24 haziranda enstitüye vermem gereken ama hala karmakarışık halde bulunan, 28 temmuzda jüri bana "bu nasıl bir saçmalık" der mi diye endişe ettiğim tezimdir.
danışman hocanızla yüzde yüz kanlı bıçaklı olmanıza hatta hocanıza hayatta kimseye duymadığınız kadar nefret duymanıza neden olan azaptır kendileri. not: kişiyi 3 ila 5 yıl kadar yaşlandırır. cidden. *. *
Lisanstan sonra biraz daha okuyayım, olmazsa akademik kariyer yaparım diye başlanıp tez aşamasına geldiğinde verilemeyen tezle dert olan faaliyet. http://www.projefesor.com adresinden destek alarak kurtulunabilir.
daha sonra hakkında birkaç kelam etmek niyetim.
baktığım her entry yüksek lisans tezini bir anket ile sınırlıyor mu yoksa sadece bana mı öyle denk geliyor anlamış değilim. yüksek lisans gibi bir akademik derece kazanacak olan insan sadece anket hazırlamak ve anket sonuçlarını excel, spss vs. girerek analiz edince yeterli mi oluyor açıkçası anlamakta güçlük çekiyorum. ortada herhangi bir deney, karşılaştırmalı senaryo ve/veya geliştirilen bir yöntem yoksa bana hep eksik geliyor neyzen. yorumu şimdi tez hazırlayanlara. alanlarda farklılık gösterebilir ama doktora tezlerini de biliyorum ondan rahat konuşuyorum. daha tıfıl bir akademisyenim. bu arada aman ha azımsadığımdan küçümsediğimden değil. sadece eleştiri ve bir parça merak.
22 yaşında master derecesi almış biri olarak yüksek lisans tezi o kadar kolay hazırlanmamalı. çok meşakkatli bir süreçti benim için. bir de yazılan tez bir kaç bildiri veya uluslararası makale çıkartamıyorsa at çöpe gitsin. onun dönem ödevinden farkı yoktur.

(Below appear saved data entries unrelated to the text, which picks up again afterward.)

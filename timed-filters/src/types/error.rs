//! Unified error types for the job
//!
//! Fatal conditions (validation, preconditions, priority lock timeouts) and
//! collaborator failures share one enum so every entry point can log the
//! failure once before handing it back to the scheduler.

use thiserror::Error;

/// Hint appended to every validation failure
pub const INVALID_CONFIG_HINT: &str = "Please fix this as soon as possible. Documentation for the \
     configuration format can be found in the timed-filters README.";

/// Every defect found while validating the job options
#[derive(Debug, Clone, PartialEq, Eq, Error)]
#[error("{}\n\n{}", .errors.join("\n"), INVALID_CONFIG_HINT)]
pub struct ValidationError {
    pub errors: Vec<String>,
}

/// Application error type for entry points and collaborators
#[derive(Debug, Clone, Error)]
pub enum FilterError {
    #[error("Invalid options: {0}")]
    Validation(#[from] ValidationError),

    #[error("Failed to acquire lock after waiting {waited_minutes} minutes.")]
    LockTimeout { waited_minutes: u64 },

    #[error(
        "Stored version {stored} is newer than {current}. To downgrade, fully uninstall and then \
         reinstall. Downgrading while retaining old data is not supported."
    )]
    DowngradeNotSupported { stored: u32, current: u32 },

    #[error("Please install (or reinstall) this job so this task can run.")]
    NotInstalled,

    #[error("Corrupt persisted value for '{key}': {value:?}")]
    CorruptState { key: String, value: String },

    #[error("Unknown trigger handler: {0}")]
    UnknownHandler(String),

    #[error("Action error: {0}")]
    Action(String),

    #[error("Mailbox error: {0}")]
    Mailbox(String),

    #[error("Transport error: {0}")]
    Transport(String),

    #[error("Configuration error: {0}")]
    Config(String),

    #[error("Database error: {0}")]
    Database(String),

    #[error("Parse error: {0}")]
    Parse(String),

    #[error("IO error: {0}")]
    Io(String),
}

impl From<std::io::Error> for FilterError {
    fn from(err: std::io::Error) -> Self {
        FilterError::Io(err.to_string())
    }
}

impl From<toml::de::Error> for FilterError {
    fn from(err: toml::de::Error) -> Self {
        FilterError::Config(err.to_string())
    }
}

impl From<serde_json::Error> for FilterError {
    fn from(err: serde_json::Error) -> Self {
        FilterError::Parse(err.to_string())
    }
}

impl From<r2d2::Error> for FilterError {
    fn from(err: r2d2::Error) -> Self {
        FilterError::Database(err.to_string())
    }
}

impl From<rusqlite::Error> for FilterError {
    fn from(err: rusqlite::Error) -> Self {
        FilterError::Database(err.to_string())
    }
}

/// Result type alias using FilterError
pub type Result<T> = std::result::Result<T, FilterError>;
// src/data_input/block_locator.rs

use crate::constants::{
    TRANSFORM_BLOCK_FIRST_LINE, TRANSFORM_BLOCK_ROWS, TRANSFORM_BLOCK_TOKENS_PER_ROW,
};
use crate::data_input::transform_block::TransformBlock;
use crate::error::BlockError;

/// Finds and decodes the transform block inside raw log text.
///
/// The aggregator only depends on this trait, so log producers with a
/// different layout can plug in their own locator.
pub trait TransformLocator {
    fn locate(&self, text: &str) -> Result<TransformBlock, BlockError>;
}

/// Reads the block from three consecutive lines at a fixed offset.
///
/// Each row looks like `[ r0 r1 r2 t ]`; every other line is ignored.
#[derive(Debug, Clone, Copy, PartialEq, Eq)]
pub struct FixedOffsetLocator {
    pub first_line: usize,
}

impl FixedOffsetLocator {
    pub fn new(first_line: usize) -> Self {
        Self { first_line }
    }
}

impl Default for FixedOffsetLocator {
    fn default() -> Self {
        Self::new(TRANSFORM_BLOCK_FIRST_LINE)
    }
}

impl TransformLocator for FixedOffsetLocator {
    fn locate(&self, text: &str) -> Result<TransformBlock, BlockError> {
        let mut block = TransformBlock::identity();
        let mut rows_found = 0;

        let window = self.first_line..self.first_line + TRANSFORM_BLOCK_ROWS;
        for (line_index, line) in text.lines().enumerate().skip(self.first_line) {
            if !window.contains(&line_index) {
                break;
            }
            let values = parse_row(line, line_index)?;
            block.set_row(line_index - self.first_line, &values);
            rows_found += 1;
        }

        if rows_found < TRANSFORM_BLOCK_ROWS {
            return Err(BlockError::MissingLine {
                line: self.first_line + rows_found,
            });
        }
        Ok(block)
    }
}

/// Parses the transform block at the default line offset.
pub fn parse_transform_block(text: &str) -> Result<TransformBlock, BlockError> {
    FixedOffsetLocator::default().locate(text)
}

/// Splits one printed row into its four numbers.
///
/// Brackets are dropped, the line is split on single spaces and empty tokens
/// are discarded, so runs of spaces used for column alignment are harmless.
fn parse_row(line: &str, line_index: usize) -> Result<[f64; 4], BlockError> {
    let stripped = line.replace(['[', ']'], "");
    let tokens: Vec<&str> = stripped
        .split(' ')
        .map(str::trim)
        .filter(|token| !token.is_empty())
        .collect();

    if tokens.len() != TRANSFORM_BLOCK_TOKENS_PER_ROW {
        return Err(BlockError::TokenCount {
            line: line_index,
            found: tokens.len(),
        });
    }

    let mut values = [0.0; 4];
    for (value, token) in values.iter_mut().zip(&tokens) {
        *value = token.parse::<f64>().map_err(|_| BlockError::InvalidNumber {
            line: line_index,
            token: token.to_string(),
        })?;
    }
    Ok(values)
}

#[cfg(test)]
mod tests {
    use super::*;

    /// Eleven lines of registration chatter followed by the given rows.
    fn log_with_rows(rows: &[&str]) -> String {
        let mut text = String::new();
        text.push_str("Number of unmatched stems: 3\n");
        text.push_str("Number of stems in source: 42\n");
        text.push_str("Number of stems in target: 40\n");
        text.push_str("Generating triplets... \n");
        text.push_str("Generating pairs of triplets... \n");
        text.push_str("11480 transforms to compute. \n");
        text.push_str("Computing transformations... \n");
        text.push_str("Sorting results...\n");
        text.push_str("====== Best transform ======\n");
        text.push_str("MSE : 0.0213\n");
        text.push_str("Number of used stems : 12\n");
        for row in rows {
            text.push_str(row);
            text.push('\n');
        }
        text.push_str("------ 3 first stems used for registration -----\n");
        text
    }

    #[test]
    fn test_parses_bracketed_rows() {
        let text = log_with_rows(&[
            "[0.9998 -0.0175 0.0012 1.25]",
            "[0.0175 0.9998 -0.0031 -0.75]",
            "[-0.0011 0.0031 1.0000 0.05]",
        ]);
        let block = parse_transform_block(&text).unwrap();
        assert_eq!(block.rotation[[0, 0]], 0.9998);
        assert_eq!(block.rotation[[1, 2]], -0.0031);
        assert_eq!(block.rotation[[2, 2]], 1.0);
        assert_eq!(block.translation.to_vec(), vec![1.25, -0.75, 0.05]);
    }

    #[test]
    fn test_repeated_spaces_and_loose_brackets() {
        let text = log_with_rows(&[
            "[   1.0    0.0   0.0   3.5 ]",
            "  [ 0.0  1.0  0.0  -2 ] ",
            "[0.0 0.0 1.0 1e-3]\r",
        ]);
        let block = parse_transform_block(&text).unwrap();
        assert_eq!(block.translation.to_vec(), vec![3.5, -2.0, 0.001]);
        assert_eq!(block.rotation, ndarray::Array2::<f64>::eye(3));
    }

    #[test]
    fn test_lines_outside_window_are_ignored() {
        let mut text = log_with_rows(&["[1 0 0 0]", "[0 1 0 0]", "[0 0 1 0]"]);
        text.push_str("[not a number row]\n");
        assert!(parse_transform_block(&text).is_ok());
    }

    #[test]
    fn test_short_log_reports_missing_line() {
        let text: String = log_with_rows(&["[1 0 0 0]", "[0 1 0 0]"])
            .lines()
            .take(13)
            .map(|line| format!("{line}\n"))
            .collect();
        assert_eq!(
            parse_transform_block(&text),
            Err(BlockError::MissingLine { line: 13 })
        );
        assert_eq!(
            parse_transform_block(""),
            Err(BlockError::MissingLine { line: 11 })
        );
    }

    #[test]
    fn test_wrong_token_count() {
        let text = log_with_rows(&["[1 0 0 0]", "[0 1 0]", "[0 0 1 0]"]);
        assert_eq!(
            parse_transform_block(&text),
            Err(BlockError::TokenCount { line: 12, found: 3 })
        );

        let text = log_with_rows(&["[1 0 0 0 9]", "[0 1 0 0]", "[0 0 1 0]"]);
        assert_eq!(
            parse_transform_block(&text),
            Err(BlockError::TokenCount { line: 11, found: 5 })
        );
    }

    #[test]
    fn test_non_numeric_token() {
        let text = log_with_rows(&["[1 0 0 0]", "[0 1 0 0]", "[0 0 one 0]"]);
        assert_eq!(
            parse_transform_block(&text),
            Err(BlockError::InvalidNumber {
                line: 13,
                token: "one".to_string()
            })
        );
    }

    #[test]
    fn test_custom_offset() {
        let text = "header\n[2 0 0 1]\n[0 2 0 1]\n[0 0 2 1]\n";
        let block = FixedOffsetLocator::new(1).locate(text).unwrap();
        assert_eq!(block.rotation[[1, 1]], 2.0);
        assert_eq!(block.translation.to_vec(), vec![1.0, 1.0, 1.0]);
    }
}

// src/data_input/block_locator.rs
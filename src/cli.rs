// src/cli.rs

use clap::Parser;
use std::path::PathBuf;

/// Per-site registration error box plots from registration pipeline logs.
///
/// Every file in DIRECTORY whose name starts with a known site prefix is
/// read, its transform block decoded and reduced to rotation and
/// translation errors, and the translation errors are drawn per site.
#[derive(Parser, Debug, Clone)]
#[command(author, version = crate::crate_version(), about, long_about = None)]
pub struct Args {
    /// Directory holding the registration logs
    #[arg(value_name = "DIRECTORY")]
    pub directory: PathBuf,

    /// Directory the figures and exports are written to
    #[arg(short, long, default_value = ".", value_name = "DIR")]
    pub output_dir: PathBuf,

    /// Also write per-file results and per-site summaries as CSV
    #[arg(long)]
    pub csv: bool,

    /// Also draw the rotation error box plot
    #[arg(long)]
    pub rotation: bool,

    /// Skip malformed or unreadable logs instead of aborting
    #[arg(long)]
    pub keep_going: bool,

    /// Do not draw any figure
    #[arg(long)]
    pub no_plot: bool,
}

impl Args {
    /// Stem used to name output files, taken from the input directory.
    pub fn root_name(&self) -> String {
        self.directory
            .canonicalize()
            .ok()
            .as_deref()
            .unwrap_or(self.directory.as_path())
            .file_name()
            .map(|name| name.to_string_lossy().into_owned())
            .unwrap_or_else(|| "registration".to_string())
    }
}


// src/cli.rs
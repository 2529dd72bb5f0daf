// src/data_input/transform_block.rs

use ndarray::{Array1, Array2};

/// Rigid transform recovered from a registration log.
/// Built per file and dropped once its error metric is derived.
#[derive(Debug, Clone, PartialEq)]
pub struct TransformBlock {
    pub rotation: Array2<f64>,    // 3x3, row-major as printed.
    pub translation: Array1<f64>, // 3 components, one per printed row.
}

impl TransformBlock {
    /// Identity rotation and zero translation.
    pub fn identity() -> Self {
        Self {
            rotation: Array2::eye(3),
            translation: Array1::zeros(3),
        }
    }

    /// Builds a block from printed rows `[r0, r1, r2, t]`.
    pub fn from_rows(rows: [[f64; 4]; 3]) -> Self {
        let mut block = Self::identity();
        for (row_index, row) in rows.iter().enumerate() {
            block.set_row(row_index, row);
        }
        block
    }

    pub(crate) fn set_row(&mut self, row_index: usize, values: &[f64; 4]) {
        for col in 0..3 {
            self.rotation[[row_index, col]] = values[col];
        }
        self.translation[row_index] = values[3];
    }
}

#[cfg(test)]
mod tests {
    use super::*;

    #[test]
    fn test_from_rows_splits_rotation_and_translation() {
        let block = TransformBlock::from_rows([
            [1.0, 2.0, 3.0, 10.0],
            [4.0, 5.0, 6.0, 20.0],
            [7.0, 8.0, 9.0, 30.0],
        ]);
        assert_eq!(block.rotation[[0, 2]], 3.0);
        assert_eq!(block.rotation[[2, 0]], 7.0);
        assert_eq!(block.translation.to_vec(), vec![10.0, 20.0, 30.0]);
    }
}

// src/data_input/transform_block.rs
// src/data_input/mod.rs

pub mod block_locator;
pub mod transform_block;

// src/data_input/mod.rs
// tests/boxplot_render_test.rs

use std::path::PathBuf;

use regerror_boxplot::plot_functions::plot_error_boxplot::plot_error_boxplot;
use regerror_boxplot::{ErrorKind, RenderConfig, SiteResultSet, SiteResults};

fn site(name: &str, prefix: &str, translation_errors: Vec<f64>) -> SiteResults {
    SiteResults {
        name: name.into(),
        prefix: prefix.into(),
        files: (0..translation_errors.len())
            .map(|i| PathBuf::from(format!("{prefix}_{i}.log")))
            .collect(),
        rotation_errors: vec![1.0; translation_errors.len()],
        translation_errors,
    }
}

#[test]
fn test_renders_with_one_empty_site() {
    let dir = tempfile::tempdir().unwrap();
    let results = SiteResultSet {
        sites: vec![
            site("Sequoia", "resultSequoia", vec![0.12, 0.4, 0.35, 2.9]),
            site("Savanne", "resultSavanne", Vec::new()),
            site("Valcartier 1", "result1", vec![0.8]),
        ],
    };

    let path = plot_error_boxplot(
        &results,
        ErrorKind::Translation,
        &RenderConfig::for_kind(ErrorKind::Translation),
        dir.path(),
        "partial",
    )
    .unwrap();

    assert!(path.exists());
    assert!(path.ends_with("partial_translation_error_boxplot.png"));
    assert!(std::fs::metadata(&path).unwrap().len() > 0);
}

#[test]
fn test_renders_placeholder_when_every_site_is_empty() {
    let dir = tempfile::tempdir().unwrap();
    let results = SiteResultSet {
        sites: vec![
            site("Sequoia", "resultSequoia", Vec::new()),
            site("Savanne", "resultSavanne", Vec::new()),
        ],
    };

    let path = plot_error_boxplot(
        &results,
        ErrorKind::Rotation,
        &RenderConfig::for_kind(ErrorKind::Rotation),
        dir.path(),
        "empty",
    )
    .unwrap();

    assert!(path.exists());
    assert!(std::fs::metadata(&path).unwrap().len() > 0);
}

// tests/boxplot_render_test.rs
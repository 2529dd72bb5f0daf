// src/config.rs

// Run configuration assembled from the build-time constants.
// Passed explicitly into the aggregator and renderer so tests can substitute sites.

use plotters::style::RGBColor;

use crate::constants::{
    COLOR_BOX_FILL_EVEN, COLOR_BOX_FILL_ODD, DEFAULT_SITES, PLOT_HEIGHT, PLOT_WIDTH,
    ROTATION_PLOT_TITLE, ROTATION_Y_LABEL, SITE_X_LABEL, TRANSLATION_PLOT_TITLE,
    TRANSLATION_Y_LABEL,
};

/// A test site and the filename prefix its logs share.
#[derive(Debug, Clone, PartialEq, Eq)]
pub struct SiteSpec {
    pub name: String,
    pub prefix: String,
}

impl SiteSpec {
    pub fn new(name: impl Into<String>, prefix: impl Into<String>) -> Self {
        Self {
            name: name.into(),
            prefix: prefix.into(),
        }
    }

    /// Exact, case-sensitive prefix match on a bare file name.
    pub fn matches(&self, file_name: &str) -> bool {
        file_name.starts_with(&self.prefix)
    }
}

#[derive(Debug, Clone)]
pub struct AnalysisConfig {
    /// Sites in display order.
    pub sites: Vec<SiteSpec>,
}

impl AnalysisConfig {
    pub fn new(sites: Vec<SiteSpec>) -> Self {
        Self { sites }
    }
}

impl Default for AnalysisConfig {
    fn default() -> Self {
        Self {
            sites: DEFAULT_SITES
                .iter()
                .map(|&(name, prefix)| SiteSpec::new(name, prefix))
                .collect(),
        }
    }
}

/// Which per-file error sequence a figure shows.
#[derive(Debug, Clone, Copy, PartialEq, Eq)]
pub enum ErrorKind {
    Translation,
    Rotation,
}

impl ErrorKind {
    /// Short tag used in output file names and CSV exports.
    pub fn tag(self) -> &'static str {
        match self {
            ErrorKind::Translation => "translation",
            ErrorKind::Rotation => "rotation",
        }
    }
}

#[derive(Debug, Clone)]
pub struct RenderConfig {
    pub title: String,
    pub x_label: String,
    pub y_label: String,
    /// Fill colors, alternated across consecutive boxes.
    pub box_colors: [RGBColor; 2],
    pub width: u32,
    pub height: u32,
}

impl RenderConfig {
    pub fn for_kind(kind: ErrorKind) -> Self {
        let (title, y_label) = match kind {
            ErrorKind::Translation => (TRANSLATION_PLOT_TITLE, TRANSLATION_Y_LABEL),
            ErrorKind::Rotation => (ROTATION_PLOT_TITLE, ROTATION_Y_LABEL),
        };
        Self {
            title: title.to_string(),
            x_label: SITE_X_LABEL.to_string(),
            y_label: y_label.to_string(),
            box_colors: [COLOR_BOX_FILL_EVEN, COLOR_BOX_FILL_ODD],
            width: PLOT_WIDTH,
            height: PLOT_HEIGHT,
        }
    }

    /// Fill color of the box at `index` (0-based site position).
    pub fn box_color(&self, index: usize) -> RGBColor {
        self.box_colors[index % 2]
    }
}

impl Default for RenderConfig {
    fn default() -> Self {
        Self::for_kind(ErrorKind::Translation)
    }
}


// src/config.rs
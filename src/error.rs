// src/error.rs

use std::path::PathBuf;

/// Failures while locating or tokenizing the transform block in log text.
///
/// `line` is always the 0-based line index; messages show the 1-based number.
#[derive(Debug, thiserror::Error, PartialEq)]
pub enum BlockError {
    #[error("line {}: transform row missing (log has too few lines)", .line + 1)]
    MissingLine { line: usize },

    #[error("line {}: expected 4 numeric tokens, found {found}", .line + 1)]
    TokenCount { line: usize, found: usize },

    #[error("line {}: '{token}' is not a number", .line + 1)]
    InvalidNumber { line: usize, token: String },
}

impl BlockError {
    /// 0-based index of the offending line.
    pub fn line(&self) -> usize {
        match self {
            BlockError::MissingLine { line }
            | BlockError::TokenCount { line, .. }
            | BlockError::InvalidNumber { line, .. } => *line,
        }
    }
}

/// Fatal errors of an analysis run.
#[derive(Debug, thiserror::Error)]
pub enum AnalysisError {
    #[error("cannot list directory '{}': {source}", .path.display())]
    ReadDir {
        path: PathBuf,
        #[source]
        source: std::io::Error,
    },

    #[error("cannot read log file '{}': {source}", .path.display())]
    FileRead {
        path: PathBuf,
        #[source]
        source: std::io::Error,
    },

    #[error("malformed transform block in '{}', {source}", .path.display())]
    MalformedBlock {
        path: PathBuf,
        #[source]
        source: BlockError,
    },

    #[error("export to '{}' failed: {source}", .path.display())]
    Export {
        path: PathBuf,
        #[source]
        source: csv::Error,
    },
}

impl AnalysisError {
    /// Path of the file or directory the error refers to.
    pub fn path(&self) -> &std::path::Path {
        match self {
            AnalysisError::ReadDir { path, .. }
            | AnalysisError::FileRead { path, .. }
            | AnalysisError::MalformedBlock { path, .. }
            | AnalysisError::Export { path, .. } => path,
        }
    }
}


// src/error.rs
// src/data_analysis/box_stats.rs

use ndarray::{Array1, Axis};
use ndarray_stats::interpolate::Linear;
use ndarray_stats::QuantileExt;
use noisy_float::types::n64;

use crate::constants::WHISKER_IQR_FACTOR;

/// Summary of one site's error distribution, as drawn by a box plot.
#[derive(Debug, Clone, PartialEq)]
pub struct BoxStats {
    pub count: usize,
    pub mean: f64,
    pub median: f64,
    pub q1: f64,
    pub q3: f64,
    pub whisker_low: f64,  // Smallest sample not below q1 - 1.5 * IQR.
    pub whisker_high: f64, // Largest sample not above q3 + 1.5 * IQR.
    pub fliers: Vec<f64>,  // Samples beyond the whiskers.
    pub min: f64,
    pub max: f64,
}

impl BoxStats {
    /// Returns `None` when there are no finite samples to summarize.
    pub fn from_samples(samples: &[f64]) -> Option<Self> {
        let finite: Vec<f64> = samples.iter().copied().filter(|v| v.is_finite()).collect();
        if finite.len() < samples.len() {
            log::warn!(
                "Ignoring {} non-finite sample(s) in box statistics",
                samples.len() - finite.len()
            );
        }
        if finite.is_empty() {
            return None;
        }

        let mut array = Array1::from(finite);
        let q1 = quantile(&mut array, 0.25)?;
        let median = quantile(&mut array, 0.5)?;
        let q3 = quantile(&mut array, 0.75)?;

        let iqr = q3 - q1;
        let lower_fence = q1 - WHISKER_IQR_FACTOR * iqr;
        let upper_fence = q3 + WHISKER_IQR_FACTOR * iqr;

        let mut whisker_low = f64::INFINITY;
        let mut whisker_high = f64::NEG_INFINITY;
        let mut fliers = Vec::new();
        for &value in &array {
            if value < lower_fence || value > upper_fence {
                fliers.push(value);
            } else {
                whisker_low = whisker_low.min(value);
                whisker_high = whisker_high.max(value);
            }
        }
        // A whisker never ends inside the box.
        whisker_low = whisker_low.min(q1);
        whisker_high = whisker_high.max(q3);

        let mean = array.mean()?;
        let min = *array.min().ok()?;
        let max = *array.max().ok()?;

        Some(Self {
            count: array.len(),
            mean,
            median,
            q1,
            q3,
            whisker_low,
            whisker_high,
            fliers,
            min,
            max,
        })
    }

    /// Lowest and highest value the box plot draws, fliers included.
    pub fn value_range(&self) -> (f64, f64) {
        (self.min, self.max)
    }
}

/// Quantile `q` with linear interpolation between order statistics.
///
/// Reorders `array` in place; every sample must already be finite.
fn quantile(array: &mut Array1<f64>, q: f64) -> Option<f64> {
    array
        .quantile_axis_skipnan_mut(Axis(0), n64(q), &Linear)
        .ok()
        .map(|value| value[()])
}


// src/data_analysis/box_stats.rs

eve daha çabuk nasıl giderim kafasında bir tez danışmanınız varsa, asla bitmeyecek, bitse de bir işe yaramayacak bir çalışma içinde olduğu hissini uyandırır.
Hocalarınız ders döneminde size öğrenci muamelesi yapar da biraz ilgilenirse, bir kaç makale yayınlamanıza yardımcı olursa yazması çok da zor olmayandır. Her zaman yaptığınızın biraz daha detaylısını yapar ve başarılı bir tez ortaya koyarsınız. Yazım formatıymış bilmemneymiş zaten biliyor olursunuz.
Tabi 50 kişilik yüksek lisans sınıfı olan üniversite de var memlekette, o arkadaşlara kolaylık dilemekten başka yapılacak bir şey yok.
Bir de doktora hedeflenmiyorsa hiç uğraşılmaması gerekir bu tezle. illa yüksek lisans gerekiyorsa tezsiz programlara yönelmek kafa rahatlığı açısından iyidir. Hatta doktora hedeflenmiyorsa hiç yüksek lisans yapılmasa da olur zannımca. Kimsenin sorduğu yok zaten. Profesör bile olsanız asıl olan adınızın önündeki dr. ünvanı olacaktır zira. Gerisi ya dr'ye hazırlıktır, ya da yalandır.